Copy all lines holding the word "Deserialize" from the entries.

(Material provided Opens)

use serde::{Deserialize, Serialize};
use sqlx::FromRow;
use time::OffsetDateTime;
use uuid::Uuid;

use crate::properties::dto::PropertyResponse;

#[derive(Debug, Deserialize)]
#[serde(rename_all = "camelCase")]
pub struct CreateRecommendationRequest {
    #[serde(default)]
    pub recipient_email: String,
    #[serde(default)]
    pub property_id: String,
    pub message: Option<String>,
}

#[derive(Debug, Serialize)]
#[serde(rename_all = "camelCase")]
pub struct RecommendationResponse {
    pub id: Uuid,
    pub sender: Uuid,
    pub recipient: Uuid,
    pub property: String,
    pub message: String,
    pub is_read: bool,
    #[serde(with = "time::serde::rfc3339")]
    pub created_at: OffsetDateTime,
}

/// The name-and-email slice of a user shown alongside a recommendation.
#[derive(Debug, Clone, Serialize, FromRow)]
#[serde(rename_all = "camelCase")]
pub struct UserSummary {
    pub id: Uuid,
    pub first_name: String,
    pub last_name: String,
    pub email: String,
}

#[derive(Debug, Serialize)]
#[serde(rename_all = "camelCase")]
pub struct ReceivedRecommendation {
    pub id: Uuid,
    pub sender: UserSummary,
    pub property: PropertyResponse,
    pub message: String,
    pub is_read: bool,
    #[serde(with = "time::serde::rfc3339")]
    pub created_at: OffsetDateTime,
}

#[derive(Debug, Serialize)]
#[serde(rename_all = "camelCase")]
pub struct SentRecommendation {
    pub id: Uuid,
    pub recipient: UserSummary,
    pub property: PropertyResponse,
    pub message: String,
    pub is_read: bool,
    #[serde(with = "time::serde::rfc3339")]
    pub created_at: OffsetDateTime,
}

(Material provided Closes)

Response below
use serde::{Deserialize, Serialize};
#[derive(Debug, Deserialize)]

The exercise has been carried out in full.